Miro las relaciones sociales que construyen los niños, y me maravilla observar su frescura, espontaneidad, su increíble sabiduría y sinceridad.
Mi memoria no es muy buena pero los vagos recuerdos que tengo de mi niñez son momentos felices, recuerdos con mucho color, imágenes notables que se han quedado guardada en mi memoria, y al revisarlos pareciera ser que aquel Gonzalo era un poco más maduro de lo que es ahora. Extraña reflexión quizás consecuencia del dolor.
Hago intentos por acordarme de aquel Gonzalo chico, aquel de los cinco años, tratando de ver como reaccionaria él, que haría, como llevaría la vida que estoy llevando, que consejo me daría, en eso estaba cuando me llaman, era mi turno…
Salte del asiento, tímido, pero algo ansioso miro a mi mamá que al parecer esta vez no me va a acompañar, no importa, me dirijo solo por el pasillo, me acuerdo que esto era un juego, que estamos en aquel rinconcito del patio del colegio donde siempre jugábamos. Si no era al doctor, a las visitas, a los superhéroes, a la teleserie de turno o al dentista. Eso era, en eso estaba, jugando en un recreo del colegio, esta vez es mi turno, seré el paciente, tengo un dolor de muelas y Claudia me va a atender, siempre en los juegos nos dejan juntos a mi y a Claudia, algo me pasó por un momento soñé ser adulto y estar de a de veras en una sala de espera de una clínica dental, me veía barbón y ojeroso, mi mama se veía diferente, hacia frío, estaba nublado pero por suerte fue solo un sueño, como aquellos que a veces me dan. Claudia me sostiene entre sus piernas, hartos compañeros me revisan la boca. Tocan la campana, todos corren hasta la formación yo me intento parar pero el sonido de la maquinita que irrumpe mi muela me trae de vuelta, el taladro limpiador rompe con todo a su paso, mi boca se llena de fluidos amargos que otro aparato comienza a absorber, no me puedo levantar, la máquina continúa su trabajo roza el nervio, me estremece el dolor y una lágrima se escapa de mi ojo izquierdo. Abro los ojos y Claudia continúa sosteniendo mi cabeza, revisa con delicadeza mi muela enferma, me habla del destino, de los encuentros y desencuentros, que los años no pasan en vano, de cómo la vida se nos va y a veces se nos escapa de las manos. Yo con la boca abierta trato de entender todo lo que estaba sucediendo, ya no se si la lágrima es de dolor o emoción.
EPILOGO
El Gonzalo de cinco años se encontró con su vieja amiga y compañera.

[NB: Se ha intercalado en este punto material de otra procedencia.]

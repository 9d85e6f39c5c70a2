//! Lock document persistence
//!
//! The lock file lives in the project (default `rolelock.lock.json`) and is
//! always replaced atomically.

use std::fs;
use std::io::Write;
use std::path::{Path, PathBuf};

use tracing::debug;

use super::types::LockDocument;
use crate::error::ResolveError;

/// Lock file storage and persistence
#[derive(Debug, Clone)]
pub struct LockfileStore {
    path: PathBuf,
}

impl LockfileStore {
    pub fn new(path: PathBuf) -> Self {
        Self { path }
    }

    pub fn path(&self) -> &Path {
        &self.path
    }

    /// Load and validate the lock document.
    ///
    /// Returns `None` if the file doesn't exist.
    pub fn load(&self) -> Result<Option<LockDocument>, ResolveError> {
        if !self.path.exists() {
            return Ok(None);
        }
        let bytes = fs::read(&self.path)?;
        let document: LockDocument = serde_json::from_slice(&bytes).map_err(|e| {
            ResolveError::LockFormat(format!("failed to parse {}: {}", self.path.display(), e))
        })?;
        document.validate()?;
        Ok(Some(document))
    }

    /// Save the lock document atomically (tmp + rename)
    pub fn save(&self, document: &LockDocument) -> Result<(), ResolveError> {
        document.validate()?;
        // Serialize first so a failure leaves the previous file untouched
        let json = document.to_json_pretty()?;

        let dir = match self.path.parent() {
            Some(parent) if !parent.as_os_str().is_empty() => parent.to_path_buf(),
            _ => PathBuf::from("."),
        };
        fs::create_dir_all(&dir)?;

        let file_name = self
            .path
            .file_name()
            .map(|n| n.to_string_lossy().into_owned())
            .unwrap_or_else(|| "rolelock.lock.json".to_string());
        let tmp_path = dir.join(format!(".{}.{}.tmp", file_name, std::process::id()));

        if let Err(e) = write_synced(&tmp_path, json.as_bytes())
            .and_then(|()| fs::rename(&tmp_path, &self.path))
        {
            let _ = fs::remove_file(&tmp_path);
            return Err(e.into());
        }
        debug!("Wrote lock file {}", self.path.display());
        Ok(())
    }
}

fn write_synced(path: &Path, bytes: &[u8]) -> std::io::Result<()> {
    let mut file = fs::File::create(path)?;
    file.write_all(bytes)?;
    file.sync_all()
}

#[cfg(test)]
mod tests {
    use super::*;
    use crate::compat::InterpreterSpec;
    use crate::lockfile::types::{LockedCollection, LockedRole, LockedTool};
    use crate::lockfile::LOCK_FORMAT_VERSION;

    fn document() -> LockDocument {
        let mut document = LockDocument {
            format_version: LOCK_FORMAT_VERSION,
            generated_at: chrono::Utc::now(),
            content_hash: String::new(),
            integrity_hash: String::new(),
            python: InterpreterSpec {
                min: "3.11".to_string(),
                max: "3.12".to_string(),
                pinned: "3.12.8".to_string(),
                additional: Vec::new(),
            },
            tools: vec![LockedTool {
                name: "ansible".to_string(),
                constraint: ">=10.0.0".to_string(),
                resolved_version: "10.7.0".to_string(),
                source: "pypi".to_string(),
            }],
            collections: vec![LockedCollection {
                name: "community.general".to_string(),
                constraint: "latest".to_string(),
                resolved_version: "9.5.0".to_string(),
                source: "galaxy".to_string(),
                dependencies: [("ansible.utils".to_string(), "*".to_string())].into(),
            }],
            roles: Vec::new(),
        };
        document.seal();
        document
    }

    #[test]
    fn test_save_then_load() {
        let temp = tempfile::tempdir().unwrap();
        let store = LockfileStore::new(temp.path().join("locks").join("rolelock.lock.json"));
        assert!(store.load().unwrap().is_none());

        let original = document();
        store.save(&original).unwrap();
        let loaded = store.load().unwrap().unwrap();
        assert_eq!(loaded, original);
        loaded.verify_integrity().unwrap();

        let leftovers: Vec<_> = std::fs::read_dir(store.path().parent().unwrap())
            .unwrap()
            .filter_map(|e| e.ok())
            .filter(|e| e.file_name().to_string_lossy().ends_with(".tmp"))
            .collect();
        assert!(leftovers.is_empty());
    }

    #[test]
    fn test_failed_save_leaves_no_tmp_file() {
        let temp = tempfile::tempdir().unwrap();
        // A directory in place of the lock file makes the rename fail.
        let path = temp.path().join("rolelock.lock.json");
        std::fs::create_dir(&path).unwrap();
        std::fs::write(path.join("keep"), "x").unwrap();

        let store = LockfileStore::new(path);
        assert!(matches!(store.save(&document()), Err(ResolveError::Io(_))));

        let leftovers: Vec<_> = std::fs::read_dir(temp.path())
            .unwrap()
            .filter_map(|e| e.ok())
            .filter(|e| e.file_name().to_string_lossy().ends_with(".tmp"))
            .collect();
        assert!(leftovers.is_empty());
    }

    #[test]
    fn test_save_replaces_existing() {
        let temp = tempfile::tempdir().unwrap();
        let store = LockfileStore::new(temp.path().join("rolelock.lock.json"));
        store.save(&document()).unwrap();

        let mut updated = document();
        updated.tools[0].resolved_version = "10.8.0".to_string();
        store.save(&updated).unwrap();
        let loaded = store.load().unwrap().unwrap();
        assert_eq!(loaded.tools[0].resolved_version, "10.8.0");
    }

    #[test]
    fn test_load_rejects_unknown_format_version() {
        let temp = tempfile::tempdir().unwrap();
        let store = LockfileStore::new(temp.path().join("rolelock.lock.json"));
        let mut doc = document();
        doc.format_version = 2;
        std::fs::write(store.path(), serde_json::to_string(&doc).unwrap()).unwrap();
        assert!(matches!(store.load(), Err(ResolveError::LockFormat(_))));
    }

    #[test]
    fn test_load_rejects_unsupported_interpreter() {
        let temp = tempfile::tempdir().unwrap();
        let store = LockfileStore::new(temp.path().join("rolelock.lock.json"));
        let mut doc = document();
        doc.python.pinned = "3.12.0".to_string();
        std::fs::write(store.path(), serde_json::to_string(&doc).unwrap()).unwrap();
        assert!(matches!(store.load(), Err(ResolveError::LockFormat(_))));
    }

    #[test]
    fn test_load_rejects_garbage() {
        let temp = tempfile::tempdir().unwrap();
        let store = LockfileStore::new(temp.path().join("rolelock.lock.json"));
        std::fs::write(store.path(), "{ not json").unwrap();
        assert!(matches!(store.load(), Err(ResolveError::LockFormat(_))));
    }

    #[test]
    fn test_persisted_field_names() {
        let temp = tempfile::tempdir().unwrap();
        let store = LockfileStore::new(temp.path().join("rolelock.lock.json"));
        let mut doc = document();
        doc.roles.push(LockedRole {
            name: "web".to_string(),
            constraint: "latest".to_string(),
            resolved_version: "v1.2.0".to_string(),
            source: "git".to_string(),
            src: Some("https://git.example.com/acme/web.git".to_string()),
            scm: Some("git".to_string()),
        });
        doc.seal();
        store.save(&doc).unwrap();

        let raw = std::fs::read_to_string(store.path()).unwrap();
        assert!(raw.contains("\"python_deps\""));
        assert!(raw.contains("\"src_url\""));
        assert!(!raw.contains("\"dependencies\""));
        assert!(raw.ends_with('\n'));
    }

    #[test]
    fn test_hand_edit_breaks_integrity() {
        let mut doc = document();
        doc.collections[0].constraint = "==9.0.0".to_string();
        assert!(doc.verify_integrity().is_err());
    }

    #[test]
    fn test_edited_resolution_breaks_integrity() {
        let mut doc = document();
        doc.verify_integrity().unwrap();
        doc.tools[0].resolved_version = "1.0.0-evil".to_string();
        doc.tools[0].source = "elsewhere".to_string();
        match doc.verify_integrity() {
            Err(ResolveError::LockFormat(msg)) => assert!(msg.contains("integrity hash")),
            other => panic!("expected integrity mismatch, got {:?}", other),
        }
    }

    #[test]
    fn test_edited_role_source_breaks_integrity() {
        let mut doc = document();
        doc.roles.push(LockedRole {
            name: "web".to_string(),
            constraint: "latest".to_string(),
            resolved_version: "v1.2.0".to_string(),
            source: "git".to_string(),
            src: Some("https://git.example.com/acme/web.git".to_string()),
            scm: Some("git".to_string()),
        });
        doc.seal();
        doc.verify_integrity().unwrap();

        let mut moved = doc.clone();
        moved.roles[0].src = Some("https://mirror.example.com/acme/web.git".to_string());
        assert!(moved.verify_integrity().is_err());

        let mut retagged = doc.clone();
        retagged.roles[0].resolved_version = "v9.9.9".to_string();
        assert!(retagged.verify_integrity().is_err());

        let mut deps = doc;
        deps.collections[0].dependencies.clear();
        assert!(deps.verify_integrity().is_err());
    }
}
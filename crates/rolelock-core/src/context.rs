//! Project context for unified dependency injection.

use std::path::{Path, PathBuf};

use anyhow::Context;

use crate::config::{
    Declarations, ProjectManifest, ProjectPaths, UserConfigStore, load_declarations,
    parse_manifest, paths::MANIFEST_FILE,
};
use crate::error::ResolveError;
use crate::git::GitTagLister;
use crate::lockfile::LockfileStore;
use crate::registry::{GalaxyClient, PypiClient, RegistryConfig, RegistryOverrides, http_client};
use crate::resolve::{ResolutionPlan, Resolver, RetryPolicy};

/// Resolver wired to the real registries.
pub type RegistryResolver = Resolver<PypiClient, GalaxyClient, GitTagLister>;

/// Unified project context for dependency injection.
///
/// Owns the project root and the user config location. Frontends create this
/// once and pass it to commands.
#[derive(Debug, Clone)]
pub struct ProjectContext {
    project_root: PathBuf,
    user_config_dir: Option<PathBuf>,
}

/// A project whose manifest has been read.
#[derive(Debug, Clone)]
pub struct LoadedProject {
    pub manifest: ProjectManifest,
    pub paths: ProjectPaths,
}

impl LoadedProject {
    /// Read the requirement and metadata layers.
    pub fn declarations(&self) -> Result<Declarations, ResolveError> {
        load_declarations(&self.manifest, &self.paths)
    }

    /// Declarations merged, interpreter pinned and tools adjusted.
    pub fn plan(&self) -> Result<ResolutionPlan, ResolveError> {
        ResolutionPlan::build(self.declarations()?)
    }

    pub fn lockfile_store(&self) -> LockfileStore {
        LockfileStore::new(self.paths.lock.clone())
    }
}

impl ProjectContext {
    /// Create a context using the platform config directory.
    pub fn new(project_root: PathBuf) -> Self {
        Self {
            project_root,
            user_config_dir: dirs::config_dir(),
        }
    }

    /// Create context with a custom user config directory (for testing).
    ///
    /// `None` disables the user config layer.
    pub fn with_user_config_dir(project_root: PathBuf, user_config_dir: Option<PathBuf>) -> Self {
        Self {
            project_root,
            user_config_dir,
        }
    }

    pub fn project_root(&self) -> &Path {
        &self.project_root
    }

    pub fn manifest_path(&self) -> PathBuf {
        self.project_root.join(MANIFEST_FILE)
    }

    /// Read the manifest and resolve every project path.
    pub fn load_project(&self) -> Result<LoadedProject, ResolveError> {
        let manifest = parse_manifest(&self.manifest_path())?;
        let paths = ProjectPaths::resolve(&self.project_root, &manifest.paths);
        Ok(LoadedProject { manifest, paths })
    }

    /// Get a UserConfigStore, if a user config directory is known.
    pub fn user_config_store(&self) -> Option<UserConfigStore> {
        self.user_config_dir
            .as_deref()
            .map(UserConfigStore::from_config_dir)
    }

    /// Effective registry settings: user config first, manifest on top.
    pub fn registry_config(&self, manifest: &ProjectManifest) -> anyhow::Result<RegistryConfig> {
        let mut overrides = match self.user_config_store() {
            Some(store) => store.load()?.registry,
            None => RegistryOverrides::default(),
        };
        if let Some(project) = &manifest.registry {
            overrides.merge(project.clone());
        }
        RegistryConfig::from_overrides(&overrides).context("Invalid registry configuration")
    }

    /// Retry policy for git tag listing.
    pub fn retry_policy(&self, config: &RegistryConfig) -> RetryPolicy {
        RetryPolicy::from_config(config)
    }

    /// Get a resolver backed by the configured registries.
    pub fn resolver(&self, config: &RegistryConfig) -> anyhow::Result<RegistryResolver> {
        let http = http_client(config)?;
        Ok(Resolver::new(
            PypiClient::new(http.clone(), config.pypi_url.clone()),
            GalaxyClient::new(http, config.galaxy_url.clone()),
            GitTagLister::new(),
        ))
    }
}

El Gonzalo de hoy se reencontró con aquel niño de cinco años y de paso con una de las personas con la que compartieron aquella época, quizás una de las etapas más importantes de la vida de cualquier ser humano, su infancia y los primeros años de escolaridad.
Claudia Godoy es dentista titulada de la Chile, lleva como año y medio ejerciendo, hace más de quince años que no la veía. En aquel extraño día de reflexión sobre la infancia el destino tenía preparada esta insólita coincidencia.

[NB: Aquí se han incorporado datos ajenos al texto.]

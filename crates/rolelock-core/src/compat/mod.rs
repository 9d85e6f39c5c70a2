//! Interpreter pinning and interpreter/tool compatibility.

pub mod interpreter;
pub mod table;

pub use interpreter::{
    InterpreterSpec, PYTHON_RELEASES, PythonDeclaration, canonical_patch, is_allowed_release,
    resolve_interpreter,
};
pub use table::{Adjustment, COMPATIBILITY_TABLE, ToolBounds, adjust_tools, bounds_for_minor};
//! Declaration schemas for the three declaration sources
//!
//! - Project manifest: `rolelock.toml` (TOML)
//! - Scenario requirement file: `requirements.yml` (YAML)
//! - Embedded role metadata: `meta/main.yml` (YAML)

use std::collections::BTreeMap;

use serde::{Deserialize, Serialize};

use crate::compat::PythonDeclaration;
use crate::registry::RegistryOverrides;

/// The fixed set of auxiliary tooling packages, in lock order.
pub const TOOL_NAMES: [&str; 4] = ["ansible", "ansible-lint", "molecule", "yamllint"];

/// Root structure of `rolelock.toml`.
#[derive(Debug, Clone, Default, Serialize, Deserialize)]
pub struct ProjectManifest {
    /// Interpreter version spec
    #[serde(default)]
    pub python: PythonDeclaration,

    /// One constraint per tool name; omitted tools are unconstrained
    #[serde(default)]
    pub tools: BTreeMap<String, String>,

    /// Collection declarations
    #[serde(default)]
    pub collections: Vec<CollectionEntry>,

    /// Role declarations
    #[serde(default)]
    pub roles: Vec<RoleEntry>,

    /// Registry overrides for this project
    #[serde(default)]
    pub registry: Option<RegistryOverrides>,

    /// Locations of the other declaration sources and the lock file
    #[serde(default)]
    pub paths: PathOverrides,
}

/// `{name, version}` collection declaration.
#[derive(Debug, Clone, PartialEq, Eq, Serialize, Deserialize)]
pub struct CollectionEntry {
    pub name: String,
    #[serde(default)]
    pub version: Option<String>,
}

/// `{name, src, scm, version}` role declaration.
///
/// In requirement files `name` may be omitted and derived from `src`.
#[derive(Debug, Clone, Default, PartialEq, Eq, Serialize, Deserialize)]
pub struct RoleEntry {
    #[serde(default, alias = "role")]
    pub name: Option<String>,
    #[serde(default)]
    pub src: Option<String>,
    #[serde(default)]
    pub scm: Option<String>,
    #[serde(default)]
    pub version: Option<String>,
}

/// Relative path overrides from the `[paths]` table.
#[derive(Debug, Clone, Default, PartialEq, Eq, Serialize, Deserialize)]
pub struct PathOverrides {
    #[serde(default)]
    pub requirements: Option<String>,
    #[serde(default)]
    pub meta: Option<String>,
    #[serde(default)]
    pub lock: Option<String>,
}

/// Collection item in a requirement file: a map or a compact string.
#[derive(Debug, Clone, PartialEq, Eq, Serialize, Deserialize)]
#[serde(untagged)]
pub enum CollectionItem {
    Compact(String),
    Entry(CollectionEntry),
}

/// Role item in a requirement file or metadata: a map or a bare name/src.
#[derive(Debug, Clone, PartialEq, Eq, Serialize, Deserialize)]
#[serde(untagged)]
pub enum RoleItem {
    Compact(String),
    Entry(RoleEntry),
}

/// Scenario requirement file.
///
/// Lists are optional because YAML allows an empty `collections:` key.
#[derive(Debug, Clone, Default, Serialize, Deserialize)]
pub struct RequirementsFile {
    #[serde(default)]
    pub collections: Option<Vec<CollectionItem>>,
    #[serde(default)]
    pub roles: Option<Vec<RoleItem>>,
}

/// Embedded role metadata.
///
/// Only the fields consumed here are modelled; everything else in
/// `galaxy_info` is ignored.
#[derive(Debug, Clone, Default, Serialize, Deserialize)]
pub struct RoleMetadata {
    #[serde(default)]
    pub collections: Option<Vec<String>>,
    #[serde(default)]
    pub dependencies: Option<Vec<RoleItem>>,
}

/// User-level configuration (`<config_dir>/rolelock/config.toml`).
#[derive(Debug, Clone, Default, Serialize, Deserialize)]
pub struct UserConfig {
    #[serde(default)]
    pub registry: RegistryOverrides,
}
//! Version resolution
//!
//! A [`ResolutionPlan`] is built from merged declarations without touching the
//! network; the [`Resolver`] then resolves every entity of the plan
//! concurrently under a shared [`ResolveContext`].

pub mod context;
pub mod plan;
pub mod resolver;

pub use context::{CancelToken, Canceller, ResolveContext, RetryPolicy, cancellation};
pub use plan::ResolutionPlan;
pub use resolver::{Resolution, ResolvedEntry, Resolver, UNRESOLVED};
//! Declaration layer merging logic
//!
//! Implements the 3-layer merge strategy:
//! Project manifest -> Scenario requirements -> Role metadata
//!
//! The first layer in that order wins. Within a layer the first occurrence of
//! a name wins.

use std::collections::BTreeMap;

use tracing::debug;

use super::loader::Declarations;
use super::requirement::{CollectionRequirement, RoleRequirement};
use crate::compat::PythonDeclaration;
use crate::version::Constraint;

/// One requirement per name, sorted by name within each class.
#[derive(Debug, Clone, Default)]
pub struct MergedRequirements {
    pub python: PythonDeclaration,
    pub tools: BTreeMap<String, Constraint>,
    pub collections: Vec<CollectionRequirement>,
    pub roles: Vec<RoleRequirement>,
}

/// Merge all declaration layers into a single requirement set.
///
/// Collections take the winning layer's record outright; a winner without a
/// version is unconstrained even if a lower layer pins one. Roles take the
/// winning layer's record and back-fill `source` and `constraint` from lower
/// layers when the winner leaves them unset. `scm` is only taken from the
/// layer that supplied `source`.
pub fn merge_declarations(declarations: Declarations) -> MergedRequirements {
    MergedRequirements {
        python: declarations.python,
        tools: declarations.tools,
        collections: merge_collections(declarations.collections),
        roles: merge_roles(declarations.roles),
    }
}

fn merge_collections(mut records: Vec<CollectionRequirement>) -> Vec<CollectionRequirement> {
    records.sort_by_key(|r| r.layer);

    let mut merged: BTreeMap<String, CollectionRequirement> = BTreeMap::new();
    for record in records {
        match merged.get(&record.name) {
            Some(winner) => debug!(
                collection = %record.name,
                winner = %winner.layer,
                shadowed = %record.layer,
                "Collection declaration shadowed"
            ),
            None => {
                merged.insert(record.name.clone(), record);
            }
        }
    }
    merged.into_values().collect()
}

fn merge_roles(mut records: Vec<RoleRequirement>) -> Vec<RoleRequirement> {
    records.sort_by_key(|r| r.layer);

    let mut merged: BTreeMap<String, RoleRequirement> = BTreeMap::new();
    for record in records {
        match merged.get_mut(&record.name) {
            Some(winner) => {
                debug!(
                    role = %record.name,
                    winner = %winner.layer,
                    shadowed = %record.layer,
                    "Role declaration shadowed"
                );
                // scm travels with the src it describes
                if winner.source.is_none() && record.source.is_some() {
                    winner.source = record.source;
                    if winner.scm.is_none() {
                        winner.scm = record.scm;
                    }
                }
                if winner.constraint.is_none() {
                    winner.constraint = record.constraint;
                }
            }
            None => {
                merged.insert(record.name.clone(), record);
            }
        }
    }
    merged.into_values().collect()
}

La última vez que nos vimos, ambos estábamos en primero básico.
Aquel juego del dentista donde yo era el paciente de Claudia fue verdad, 20 años más tarde la historia se repite. Ella de odontóloga y yo como el soñador de siempre.

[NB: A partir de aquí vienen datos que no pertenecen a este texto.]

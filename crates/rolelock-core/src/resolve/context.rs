//! Per-run resolution context: cancellation, deadline and git retry policy.

use std::future::Future;
use std::time::Duration;

use tokio::sync::watch;
use tokio::time::Instant;

use crate::error::ResolveError;
use crate::registry::RegistryConfig;

/// Receiving side of a cancellation signal.
#[derive(Debug, Clone)]
pub struct CancelToken {
    rx: watch::Receiver<bool>,
}

/// Sending side of a cancellation signal.
#[derive(Debug)]
pub struct Canceller {
    tx: watch::Sender<bool>,
}

/// Create a linked canceller/token pair.
pub fn cancellation() -> (Canceller, CancelToken) {
    let (tx, rx) = watch::channel(false);
    (Canceller { tx }, CancelToken { rx })
}

impl Canceller {
    pub fn cancel(&self) {
        self.tx.send_replace(true);
    }
}

impl CancelToken {
    /// A token that is never cancelled.
    pub fn never() -> Self {
        let (_tx, rx) = watch::channel(false);
        Self { rx }
    }

    pub fn is_cancelled(&self) -> bool {
        *self.rx.borrow()
    }

    /// Completes once cancellation is signalled; pends forever if the
    /// canceller is dropped first.
    pub async fn cancelled(&self) {
        let mut rx = self.rx.clone();
        let closed = rx.wait_for(|cancelled| *cancelled).await.is_err();
        if closed {
            std::future::pending::<()>().await;
        }
    }
}

/// Fixed-delay retry policy for git tag listing.
#[derive(Debug, Clone, Copy, PartialEq, Eq)]
pub struct RetryPolicy {
    /// Total attempts including the first; at least 1.
    pub attempts: u32,
    pub delay: Duration,
    /// Bound on each attempt.
    pub attempt_timeout: Duration,
}

impl Default for RetryPolicy {
    fn default() -> Self {
        Self::from_config(&RegistryConfig::default())
    }
}

impl RetryPolicy {
    pub fn from_config(config: &RegistryConfig) -> Self {
        Self {
            attempts: config.git_retries.max(1),
            delay: config.git_retry_delay,
            attempt_timeout: config.git_timeout,
        }
    }
}

/// Shared by every resolution task of one run.
#[derive(Debug, Clone)]
pub struct ResolveContext {
    cancel: CancelToken,
    deadline: Option<Instant>,
    retry: RetryPolicy,
}

impl Default for ResolveContext {
    fn default() -> Self {
        Self::new(CancelToken::never(), RetryPolicy::default())
    }
}

impl ResolveContext {
    pub fn new(cancel: CancelToken, retry: RetryPolicy) -> Self {
        Self {
            cancel,
            deadline: None,
            retry,
        }
    }

    /// Abort the run once `timeout` has elapsed from now.
    pub fn with_timeout(mut self, timeout: Duration) -> Self {
        self.deadline = Some(Instant::now() + timeout);
        self
    }

    pub fn retry(&self) -> &RetryPolicy {
        &self.retry
    }

    /// Fail fast if the run is already cancelled or past its deadline.
    pub fn check(&self) -> Result<(), ResolveError> {
        if self.cancel.is_cancelled() {
            return Err(ResolveError::Cancelled("cancellation requested".to_string()));
        }
        if self.deadline.is_some_and(|deadline| Instant::now() >= deadline) {
            return Err(ResolveError::Cancelled("deadline exceeded".to_string()));
        }
        Ok(())
    }

    /// Run `fut` unless cancellation or the deadline fires first.
    pub async fn guard<T, F>(&self, fut: F) -> Result<T, ResolveError>
    where
        F: Future<Output = Result<T, ResolveError>>,
    {
        self.check()?;
        tokio::select! {
            biased;
            _ = self.cancel.cancelled() => {
                Err(ResolveError::Cancelled("cancellation requested".to_string()))
            }
            _ = deadline_elapsed(self.deadline) => {
                Err(ResolveError::Cancelled("deadline exceeded".to_string()))
            }
            result = fut => result,
        }
    }

    /// Sleep for the retry delay, honouring cancellation.
    pub async fn pause(&self) -> Result<(), ResolveError> {
        let delay = self.retry.delay;
        self.guard(async move {
            tokio::time::sleep(delay).await;
            Ok(())
        })
        .await
    }
}

async fn deadline_elapsed(deadline: Option<Instant>) {
    match deadline {
        Some(deadline) => tokio::time::sleep_until(deadline).await,
        None => std::future::pending::<()>().await,
    }
}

La foto de portada es la única foto mía que esta en el refrigerador de mi casa, la princesita del fondo es Claudia. El sujeto en primer plano soy yo, quizas en la unica foto mia de niño que veran. Mi disfraz una idea de mi mamá y el diseño de mi aguelita , aunque cueste creerlo mi difras es de un chanchito de tierra, ideas de mi mamá, como gil ese diá anduve dandome vueltas de carnero por todo el colegio.